__Data supplied__.
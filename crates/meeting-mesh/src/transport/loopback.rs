//! In-process signaling directory.
//!
//! Every client of one [`LoopbackDirectory`] shares a namespace of
//! addresses. Connections are pairs of media slots: each side publishes its
//! outgoing stream into a `watch` slot and reads the other side's slot as
//! its remote stream, so `replace_track` is visible to the remote peer
//! without renegotiation.

use super::{
    ConnectionId, IncomingCall, PeerConnection, Registration, SignalingSession,
    SignalingTransport, TransportEvent,
};
use crate::errors::TransportError;
use crate::identity::PeerAddress;
use crate::media::{MediaStream, MediaTrack, TrackKind};

use async_trait::async_trait;
use std::collections::HashMap;
use std::sync::atomic::{AtomicBool, Ordering};
use std::sync::{Arc, Mutex, MutexGuard, Weak};
use std::time::Duration;
use tokio::sync::{mpsc, oneshot, watch};
use tracing::{debug, info};
use uuid::Uuid;

/// How long a caller waits for the callee to answer.
pub const DEFAULT_ANSWER_TIMEOUT: Duration = Duration::from_secs(10);

/// Buffer for each session's event channel.
const EVENT_CHANNEL_BUFFER: usize = 64;

type PeerTable = HashMap<PeerAddress, PeerEntry>;

#[derive(Debug)]
struct DirectoryInner {
    peers: Mutex<PeerTable>,
    answer_timeout: Duration,
}

impl DirectoryInner {
    fn peers(&self) -> Result<MutexGuard<'_, PeerTable>, TransportError> {
        self.peers
            .lock()
            .map_err(|_| TransportError::Other("loopback directory lock poisoned".to_string()))
    }
}

#[derive(Debug)]
struct PeerEntry {
    session_id: Uuid,
    events: mpsc::Sender<TransportEvent>,
    links: HashMap<ConnectionId, Arc<LoopbackLink>>,
}

/// Shared in-process address directory.
#[derive(Debug, Clone)]
pub struct LoopbackDirectory {
    inner: Arc<DirectoryInner>,
}

impl LoopbackDirectory {
    #[must_use]
    pub fn new() -> Self {
        Self::with_answer_timeout(DEFAULT_ANSWER_TIMEOUT)
    }

    #[must_use]
    pub fn with_answer_timeout(answer_timeout: Duration) -> Self {
        Self {
            inner: Arc::new(DirectoryInner {
                peers: Mutex::new(HashMap::new()),
                answer_timeout,
            }),
        }
    }

    /// Currently registered addresses, sorted.
    #[must_use]
    pub fn registered_addresses(&self) -> Vec<PeerAddress> {
        let mut addresses: Vec<PeerAddress> = self
            .inner
            .peers()
            .map(|peers| peers.keys().cloned().collect())
            .unwrap_or_default();
        addresses.sort();
        addresses
    }

    #[must_use]
    pub fn is_registered(&self, address: &PeerAddress) -> bool {
        self.inner
            .peers()
            .map(|peers| peers.contains_key(address))
            .unwrap_or(false)
    }

    /// Number of open connections held by `address`.
    #[must_use]
    pub fn connection_count(&self, address: &PeerAddress) -> usize {
        self.inner
            .peers()
            .ok()
            .and_then(|peers| peers.get(address).map(|entry| entry.links.len()))
            .unwrap_or(0)
    }
}

impl Default for LoopbackDirectory {
    fn default() -> Self {
        Self::new()
    }
}

#[async_trait]
impl SignalingTransport for LoopbackDirectory {
    async fn register(&self, address: &PeerAddress) -> Result<Registration, TransportError> {
        let (sender, events) = mpsc::channel(EVENT_CHANNEL_BUFFER);
        let session_id = Uuid::new_v4();

        {
            let mut peers = self.inner.peers()?;
            if peers.contains_key(address) {
                return Err(TransportError::AddressInUse);
            }
            peers.insert(
                address.clone(),
                PeerEntry {
                    session_id,
                    events: sender,
                    links: HashMap::new(),
                },
            );
        }

        debug!(target: "mesh.transport.loopback", address = %address, "Address registered");

        Ok(Registration {
            session: Arc::new(LoopbackSession {
                address: address.clone(),
                session_id,
                open: AtomicBool::new(true),
                directory: Arc::clone(&self.inner),
            }),
            events,
        })
    }
}

#[derive(Debug)]
struct LoopbackSession {
    address: PeerAddress,
    session_id: Uuid,
    open: AtomicBool,
    directory: Arc<DirectoryInner>,
}

impl LoopbackSession {
    fn shutdown(&self) {
        if !self.open.swap(false, Ordering::SeqCst) {
            return;
        }

        let links: Vec<Arc<LoopbackLink>> = match self.directory.peers() {
            Ok(mut peers) => {
                let owned = peers
                    .get(&self.address)
                    .is_some_and(|entry| entry.session_id == self.session_id);
                if owned {
                    peers
                        .remove(&self.address)
                        .map(|entry| entry.links.into_values().collect())
                        .unwrap_or_default()
                } else {
                    Vec::new()
                }
            }
            Err(_) => Vec::new(),
        };

        for link in links {
            link.close_from(&self.address);
        }

        info!(target: "mesh.transport.loopback", address = %self.address, "Address released");
    }
}

#[async_trait]
impl SignalingSession for LoopbackSession {
    fn local_address(&self) -> &PeerAddress {
        &self.address
    }

    fn is_open(&self) -> bool {
        self.open.load(Ordering::SeqCst)
    }

    async fn connect(
        &self,
        remote: &PeerAddress,
        local_stream: MediaStream,
    ) -> Result<Box<dyn PeerConnection>, TransportError> {
        if !self.is_open() {
            return Err(TransportError::Closed);
        }

        let events = {
            let peers = self.directory.peers()?;
            peers
                .get(remote)
                .map(|entry| entry.events.clone())
                .ok_or(TransportError::NotFound)?
        };

        let (answer_tx, answer_rx) = oneshot::channel();
        let call = LoopbackIncomingCall {
            caller: self.address.clone(),
            callee: remote.clone(),
            caller_stream: local_stream,
            answer_tx,
            directory: Arc::downgrade(&self.directory),
        };

        events
            .send(TransportEvent::Incoming(Box::new(call)))
            .await
            .map_err(|_| TransportError::Unavailable)?;

        match tokio::time::timeout(self.directory.answer_timeout, answer_rx).await {
            Err(_) => Err(TransportError::Timeout),
            Ok(Err(_)) => Err(TransportError::Unavailable),
            Ok(Ok(link)) => Ok(Box::new(LoopbackConnection {
                link,
                local: self.address.clone(),
            })),
        }
    }

    async fn unregister(&self) {
        self.shutdown();
    }
}

impl Drop for LoopbackSession {
    fn drop(&mut self) {
        self.shutdown();
    }
}

#[derive(Debug)]
struct LoopbackIncomingCall {
    caller: PeerAddress,
    callee: PeerAddress,
    caller_stream: MediaStream,
    answer_tx: oneshot::Sender<Arc<LoopbackLink>>,
    directory: Weak<DirectoryInner>,
}

#[async_trait]
impl IncomingCall for LoopbackIncomingCall {
    fn remote_address(&self) -> &PeerAddress {
        &self.caller
    }

    async fn answer(
        self: Box<Self>,
        local_stream: MediaStream,
    ) -> Result<Box<dyn PeerConnection>, TransportError> {
        let call = *self;
        let directory = call.directory.upgrade().ok_or(TransportError::Closed)?;

        let link = Arc::new(LoopbackLink {
            id: Uuid::new_v4(),
            caller: call.caller,
            callee: call.callee,
            caller_media: watch::channel(call.caller_stream).0,
            callee_media: watch::channel(local_stream).0,
            closed: AtomicBool::new(false),
            directory: Arc::downgrade(&directory),
        });

        {
            let mut peers = directory.peers()?;
            if !peers.contains_key(&link.caller) {
                return Err(TransportError::Closed);
            }
            for address in [&link.caller, &link.callee] {
                if let Some(entry) = peers.get_mut(address) {
                    entry.links.insert(link.id, Arc::clone(&link));
                }
            }
        }

        if call.answer_tx.send(Arc::clone(&link)).is_err() {
            // Caller stopped waiting.
            link.close_from(&link.callee);
            return Err(TransportError::Closed);
        }

        Ok(Box::new(LoopbackConnection {
            local: link.callee.clone(),
            link,
        }))
    }

    fn reject(self: Box<Self>) {
        debug!(
            target: "mesh.transport.loopback",
            caller = %self.caller,
            callee = %self.callee,
            "Incoming call rejected"
        );
    }
}

#[derive(Debug)]
struct LoopbackLink {
    id: ConnectionId,
    caller: PeerAddress,
    callee: PeerAddress,
    caller_media: watch::Sender<MediaStream>,
    callee_media: watch::Sender<MediaStream>,
    closed: AtomicBool,
    directory: Weak<DirectoryInner>,
}

impl LoopbackLink {
    fn is_caller(&self, address: &PeerAddress) -> bool {
        &self.caller == address
    }

    fn close_from(&self, closer: &PeerAddress) {
        if self.closed.swap(true, Ordering::SeqCst) {
            return;
        }

        let other = if self.is_caller(closer) {
            &self.callee
        } else {
            &self.caller
        };

        let Some(directory) = self.directory.upgrade() else {
            return;
        };

        let notify = match directory.peers() {
            Ok(mut peers) => {
                for address in [closer, other] {
                    if let Some(entry) = peers.get_mut(address) {
                        entry.links.remove(&self.id);
                    }
                }
                peers.get(other).map(|entry| entry.events.clone())
            }
            Err(_) => None,
        };

        let Some(events) = notify else {
            return;
        };

        let event = TransportEvent::Closed {
            address: closer.clone(),
            connection_id: self.id,
        };
        match events.try_send(event) {
            Ok(()) => {}
            Err(mpsc::error::TrySendError::Full(event)) => {
                if let Ok(runtime) = tokio::runtime::Handle::try_current() {
                    runtime.spawn(async move {
                        let _ = events.send(event).await;
                    });
                }
            }
            Err(mpsc::error::TrySendError::Closed(_)) => {}
        }

        debug!(
            target: "mesh.transport.loopback",
            connection_id = %self.id,
            closer = %closer,
            "Connection closed"
        );
    }
}

#[derive(Debug)]
struct LoopbackConnection {
    link: Arc<LoopbackLink>,
    local: PeerAddress,
}

impl LoopbackConnection {
    fn outgoing(&self) -> &watch::Sender<MediaStream> {
        if self.link.is_caller(&self.local) {
            &self.link.caller_media
        } else {
            &self.link.callee_media
        }
    }

    fn incoming(&self) -> &watch::Sender<MediaStream> {
        if self.link.is_caller(&self.local) {
            &self.link.callee_media
        } else {
            &self.link.caller_media
        }
    }
}

impl PeerConnection for LoopbackConnection {
    fn id(&self) -> ConnectionId {
        self.link.id
    }

    fn remote_address(&self) -> &PeerAddress {
        if self.link.is_caller(&self.local) {
            &self.link.callee
        } else {
            &self.link.caller
        }
    }

    fn remote_stream(&self) -> MediaStream {
        self.incoming().borrow().clone()
    }

    fn replace_track(
        &self,
        kind: TrackKind,
        track: Option<MediaTrack>,
    ) -> Result<(), TransportError> {
        if self.link.closed.load(Ordering::SeqCst) {
            return Err(TransportError::Closed);
        }
        self.outgoing()
            .send_modify(|stream| stream.set_track(kind, track));
        Ok(())
    }

    fn close(&self) {
        self.link.close_from(&self.local);
    }
}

__Instructions to follow__.
Set down verbatim only the lines between the start of the data above and the line with "callee to answer.", both boundaries included.

__Output of the task__.
filename crates/meeting-mesh/src/transport/loopback.rs
//! In-process signaling directory.
//!
//! Every client of one [`LoopbackDirectory`] shares a namespace of
//! addresses. Connections are pairs of media slots: each side publishes its
//! outgoing stream into a `watch` slot and reads the other side's slot as
//! its remote stream, so `replace_track` is visible to the remote peer
//! without renegotiation.

use super::{
    ConnectionId, IncomingCall, PeerConnection, Registration, SignalingSession,
    SignalingTransport, TransportEvent,
};
use crate::errors::TransportError;
use crate::identity::PeerAddress;
use crate::media::{MediaStream, MediaTrack, TrackKind};

use async_trait::async_trait;
use std::collections::HashMap;
use std::sync::atomic::{AtomicBool, Ordering};
use std::sync::{Arc, Mutex, MutexGuard, Weak};
use std::time::Duration;
use tokio::sync::{mpsc, oneshot, watch};
use tracing::{debug, info};
use uuid::Uuid;

/// How long a caller waits for the callee to answer.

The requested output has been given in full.